##### Records for the exercise

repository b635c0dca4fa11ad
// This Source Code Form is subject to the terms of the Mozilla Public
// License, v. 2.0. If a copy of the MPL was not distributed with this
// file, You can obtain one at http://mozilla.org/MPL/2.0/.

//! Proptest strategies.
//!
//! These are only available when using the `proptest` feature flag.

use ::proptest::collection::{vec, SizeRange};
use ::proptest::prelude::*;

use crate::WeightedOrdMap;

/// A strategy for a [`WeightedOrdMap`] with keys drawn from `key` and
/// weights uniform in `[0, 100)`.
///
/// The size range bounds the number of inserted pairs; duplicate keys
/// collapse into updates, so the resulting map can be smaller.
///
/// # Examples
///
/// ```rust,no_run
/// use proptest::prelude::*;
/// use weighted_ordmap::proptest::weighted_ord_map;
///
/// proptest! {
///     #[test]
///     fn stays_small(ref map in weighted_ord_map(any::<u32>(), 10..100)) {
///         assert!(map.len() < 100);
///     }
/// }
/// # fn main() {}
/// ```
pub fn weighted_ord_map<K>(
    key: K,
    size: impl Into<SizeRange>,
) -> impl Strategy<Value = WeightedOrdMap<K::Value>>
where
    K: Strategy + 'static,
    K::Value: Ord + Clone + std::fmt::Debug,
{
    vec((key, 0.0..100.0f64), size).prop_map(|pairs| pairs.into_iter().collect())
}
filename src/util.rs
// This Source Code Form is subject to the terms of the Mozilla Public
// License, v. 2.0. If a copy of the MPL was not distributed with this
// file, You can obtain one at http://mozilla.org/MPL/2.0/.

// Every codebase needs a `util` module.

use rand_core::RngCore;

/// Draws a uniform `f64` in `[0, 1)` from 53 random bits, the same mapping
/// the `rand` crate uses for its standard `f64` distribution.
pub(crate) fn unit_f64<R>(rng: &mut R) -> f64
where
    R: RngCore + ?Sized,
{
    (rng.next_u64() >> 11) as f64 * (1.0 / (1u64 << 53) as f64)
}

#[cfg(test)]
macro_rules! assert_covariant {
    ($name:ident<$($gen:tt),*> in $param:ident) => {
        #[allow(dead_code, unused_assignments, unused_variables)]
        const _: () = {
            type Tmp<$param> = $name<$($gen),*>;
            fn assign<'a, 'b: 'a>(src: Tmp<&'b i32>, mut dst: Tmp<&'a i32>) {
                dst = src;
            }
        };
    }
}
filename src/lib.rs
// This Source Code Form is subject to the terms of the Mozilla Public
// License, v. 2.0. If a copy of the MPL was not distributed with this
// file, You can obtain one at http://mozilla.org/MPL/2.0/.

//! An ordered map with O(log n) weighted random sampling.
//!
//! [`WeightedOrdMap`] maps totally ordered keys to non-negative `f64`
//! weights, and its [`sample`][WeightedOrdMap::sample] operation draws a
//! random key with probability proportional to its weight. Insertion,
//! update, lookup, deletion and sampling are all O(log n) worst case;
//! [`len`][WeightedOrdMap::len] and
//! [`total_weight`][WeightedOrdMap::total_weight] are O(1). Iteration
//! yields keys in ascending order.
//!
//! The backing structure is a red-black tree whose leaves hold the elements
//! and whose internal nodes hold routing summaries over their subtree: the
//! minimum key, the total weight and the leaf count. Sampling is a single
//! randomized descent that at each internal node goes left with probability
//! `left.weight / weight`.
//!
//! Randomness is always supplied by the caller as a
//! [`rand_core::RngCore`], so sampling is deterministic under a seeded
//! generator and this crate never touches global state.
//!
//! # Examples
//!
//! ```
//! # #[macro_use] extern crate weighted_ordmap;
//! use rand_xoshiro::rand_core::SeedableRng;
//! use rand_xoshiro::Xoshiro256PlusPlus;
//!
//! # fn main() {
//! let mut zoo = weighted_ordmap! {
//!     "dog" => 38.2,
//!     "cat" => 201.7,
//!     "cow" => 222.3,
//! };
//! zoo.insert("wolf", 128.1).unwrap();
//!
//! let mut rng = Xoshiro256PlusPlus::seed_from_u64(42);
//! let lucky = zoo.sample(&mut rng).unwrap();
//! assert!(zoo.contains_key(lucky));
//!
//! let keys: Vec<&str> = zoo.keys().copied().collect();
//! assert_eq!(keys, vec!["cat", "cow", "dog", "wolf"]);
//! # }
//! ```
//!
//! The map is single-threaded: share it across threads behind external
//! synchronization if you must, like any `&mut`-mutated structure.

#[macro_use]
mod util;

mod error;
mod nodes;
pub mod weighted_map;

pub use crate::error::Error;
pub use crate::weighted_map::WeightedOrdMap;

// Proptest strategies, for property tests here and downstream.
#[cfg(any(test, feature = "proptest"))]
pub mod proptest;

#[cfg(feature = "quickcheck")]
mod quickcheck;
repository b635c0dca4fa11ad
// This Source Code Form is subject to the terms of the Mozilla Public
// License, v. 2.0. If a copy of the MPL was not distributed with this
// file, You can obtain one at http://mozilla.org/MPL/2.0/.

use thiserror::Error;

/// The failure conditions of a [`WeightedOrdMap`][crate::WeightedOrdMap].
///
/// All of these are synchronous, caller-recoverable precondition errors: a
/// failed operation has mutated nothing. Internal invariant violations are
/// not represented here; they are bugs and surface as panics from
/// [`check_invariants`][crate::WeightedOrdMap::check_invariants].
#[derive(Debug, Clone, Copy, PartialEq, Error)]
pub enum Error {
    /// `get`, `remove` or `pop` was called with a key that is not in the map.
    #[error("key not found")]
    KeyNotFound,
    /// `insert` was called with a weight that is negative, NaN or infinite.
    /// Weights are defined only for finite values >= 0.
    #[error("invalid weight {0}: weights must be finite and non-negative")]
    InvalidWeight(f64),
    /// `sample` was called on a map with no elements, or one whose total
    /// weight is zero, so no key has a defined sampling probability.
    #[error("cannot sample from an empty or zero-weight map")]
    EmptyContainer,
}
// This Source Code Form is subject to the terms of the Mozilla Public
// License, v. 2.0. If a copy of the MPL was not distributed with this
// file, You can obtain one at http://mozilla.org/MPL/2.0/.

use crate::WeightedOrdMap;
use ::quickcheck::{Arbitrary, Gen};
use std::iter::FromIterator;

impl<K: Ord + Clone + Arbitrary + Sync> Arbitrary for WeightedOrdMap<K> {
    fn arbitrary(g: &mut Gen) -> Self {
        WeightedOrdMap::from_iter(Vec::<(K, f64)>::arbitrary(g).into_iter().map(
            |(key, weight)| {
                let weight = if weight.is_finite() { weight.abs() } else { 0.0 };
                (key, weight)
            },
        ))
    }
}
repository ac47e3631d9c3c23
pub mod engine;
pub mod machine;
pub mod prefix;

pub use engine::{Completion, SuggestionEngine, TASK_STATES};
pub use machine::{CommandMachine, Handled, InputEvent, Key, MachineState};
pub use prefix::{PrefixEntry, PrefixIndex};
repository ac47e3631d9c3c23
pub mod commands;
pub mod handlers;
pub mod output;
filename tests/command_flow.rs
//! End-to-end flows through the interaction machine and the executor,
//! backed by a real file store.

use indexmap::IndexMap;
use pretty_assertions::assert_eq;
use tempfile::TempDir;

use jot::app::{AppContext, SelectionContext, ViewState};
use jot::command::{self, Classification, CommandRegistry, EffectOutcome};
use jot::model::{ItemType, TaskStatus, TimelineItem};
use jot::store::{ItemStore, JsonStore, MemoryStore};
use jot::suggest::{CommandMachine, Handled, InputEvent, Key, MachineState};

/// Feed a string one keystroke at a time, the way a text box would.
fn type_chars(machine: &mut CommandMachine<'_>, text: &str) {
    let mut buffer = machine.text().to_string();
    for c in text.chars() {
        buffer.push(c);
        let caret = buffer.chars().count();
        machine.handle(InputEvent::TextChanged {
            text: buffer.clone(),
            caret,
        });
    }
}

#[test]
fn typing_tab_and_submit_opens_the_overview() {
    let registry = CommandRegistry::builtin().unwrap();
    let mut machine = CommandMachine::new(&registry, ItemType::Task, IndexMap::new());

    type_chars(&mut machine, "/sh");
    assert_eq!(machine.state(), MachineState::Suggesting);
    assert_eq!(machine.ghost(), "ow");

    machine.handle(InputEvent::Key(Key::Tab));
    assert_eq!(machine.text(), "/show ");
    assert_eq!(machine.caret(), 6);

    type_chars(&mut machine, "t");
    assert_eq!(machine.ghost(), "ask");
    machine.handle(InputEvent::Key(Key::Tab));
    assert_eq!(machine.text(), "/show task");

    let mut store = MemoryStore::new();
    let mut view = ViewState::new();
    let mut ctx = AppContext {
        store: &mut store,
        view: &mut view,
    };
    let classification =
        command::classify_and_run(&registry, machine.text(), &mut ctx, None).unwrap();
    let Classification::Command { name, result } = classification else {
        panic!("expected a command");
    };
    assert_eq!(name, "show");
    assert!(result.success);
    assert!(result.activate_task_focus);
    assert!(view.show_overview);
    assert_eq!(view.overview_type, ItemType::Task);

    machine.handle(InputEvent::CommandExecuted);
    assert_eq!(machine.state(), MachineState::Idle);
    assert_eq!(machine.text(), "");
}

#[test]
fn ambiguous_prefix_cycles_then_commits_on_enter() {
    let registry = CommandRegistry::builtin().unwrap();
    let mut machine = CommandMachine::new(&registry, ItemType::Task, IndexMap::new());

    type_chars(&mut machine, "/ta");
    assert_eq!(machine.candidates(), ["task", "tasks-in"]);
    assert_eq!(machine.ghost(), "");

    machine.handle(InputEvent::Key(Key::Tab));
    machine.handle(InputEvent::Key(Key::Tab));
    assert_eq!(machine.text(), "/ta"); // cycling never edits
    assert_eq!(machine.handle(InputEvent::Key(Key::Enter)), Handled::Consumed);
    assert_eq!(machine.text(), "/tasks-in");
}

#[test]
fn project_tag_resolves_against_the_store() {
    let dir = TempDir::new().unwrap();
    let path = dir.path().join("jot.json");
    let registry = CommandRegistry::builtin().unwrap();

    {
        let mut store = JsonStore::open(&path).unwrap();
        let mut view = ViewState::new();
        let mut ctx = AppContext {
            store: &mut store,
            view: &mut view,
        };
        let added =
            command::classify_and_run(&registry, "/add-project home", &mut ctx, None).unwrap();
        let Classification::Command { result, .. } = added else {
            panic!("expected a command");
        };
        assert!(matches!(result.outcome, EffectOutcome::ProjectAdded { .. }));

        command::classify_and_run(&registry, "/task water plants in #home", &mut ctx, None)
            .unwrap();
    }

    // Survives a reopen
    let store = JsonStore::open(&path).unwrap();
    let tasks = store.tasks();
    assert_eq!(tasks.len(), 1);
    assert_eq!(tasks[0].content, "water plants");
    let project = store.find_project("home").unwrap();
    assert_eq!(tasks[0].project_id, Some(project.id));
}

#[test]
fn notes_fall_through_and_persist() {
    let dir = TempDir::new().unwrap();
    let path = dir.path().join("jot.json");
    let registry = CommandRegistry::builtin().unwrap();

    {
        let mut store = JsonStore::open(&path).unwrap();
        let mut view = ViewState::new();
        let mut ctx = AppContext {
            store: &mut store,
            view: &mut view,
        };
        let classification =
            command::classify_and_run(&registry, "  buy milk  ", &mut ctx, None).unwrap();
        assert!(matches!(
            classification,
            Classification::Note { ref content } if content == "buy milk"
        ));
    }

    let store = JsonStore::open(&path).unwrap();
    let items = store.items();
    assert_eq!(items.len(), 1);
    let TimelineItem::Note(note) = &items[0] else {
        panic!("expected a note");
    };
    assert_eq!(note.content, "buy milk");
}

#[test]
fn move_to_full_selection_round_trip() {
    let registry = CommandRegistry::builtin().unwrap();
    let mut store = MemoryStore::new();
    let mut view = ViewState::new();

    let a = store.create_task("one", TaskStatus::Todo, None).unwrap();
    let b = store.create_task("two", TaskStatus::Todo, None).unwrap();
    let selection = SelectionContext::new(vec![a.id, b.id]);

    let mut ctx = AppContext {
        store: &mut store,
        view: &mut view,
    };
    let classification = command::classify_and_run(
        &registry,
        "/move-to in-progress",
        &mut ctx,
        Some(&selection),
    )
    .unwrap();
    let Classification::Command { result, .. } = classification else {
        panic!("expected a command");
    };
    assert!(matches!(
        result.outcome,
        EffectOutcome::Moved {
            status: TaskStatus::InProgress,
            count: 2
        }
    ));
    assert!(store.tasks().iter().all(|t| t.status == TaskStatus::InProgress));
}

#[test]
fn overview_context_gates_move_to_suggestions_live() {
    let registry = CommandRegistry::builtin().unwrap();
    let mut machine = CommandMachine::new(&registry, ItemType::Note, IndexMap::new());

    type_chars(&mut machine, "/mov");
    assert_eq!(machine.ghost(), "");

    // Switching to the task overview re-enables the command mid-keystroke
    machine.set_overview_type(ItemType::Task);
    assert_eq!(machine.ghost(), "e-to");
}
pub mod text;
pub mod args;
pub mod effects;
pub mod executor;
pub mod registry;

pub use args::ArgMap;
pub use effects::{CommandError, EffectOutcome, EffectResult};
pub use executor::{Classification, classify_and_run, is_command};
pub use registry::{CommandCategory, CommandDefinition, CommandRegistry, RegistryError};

##########

### Work request
Which lines of the data contain the string "RngCore"? Copy each of them.

### Exercise response
use rand_core::RngCore;
    R: RngCore + ?Sized,
//! [`rand_core::RngCore`], so sampling is deterministic under a seeded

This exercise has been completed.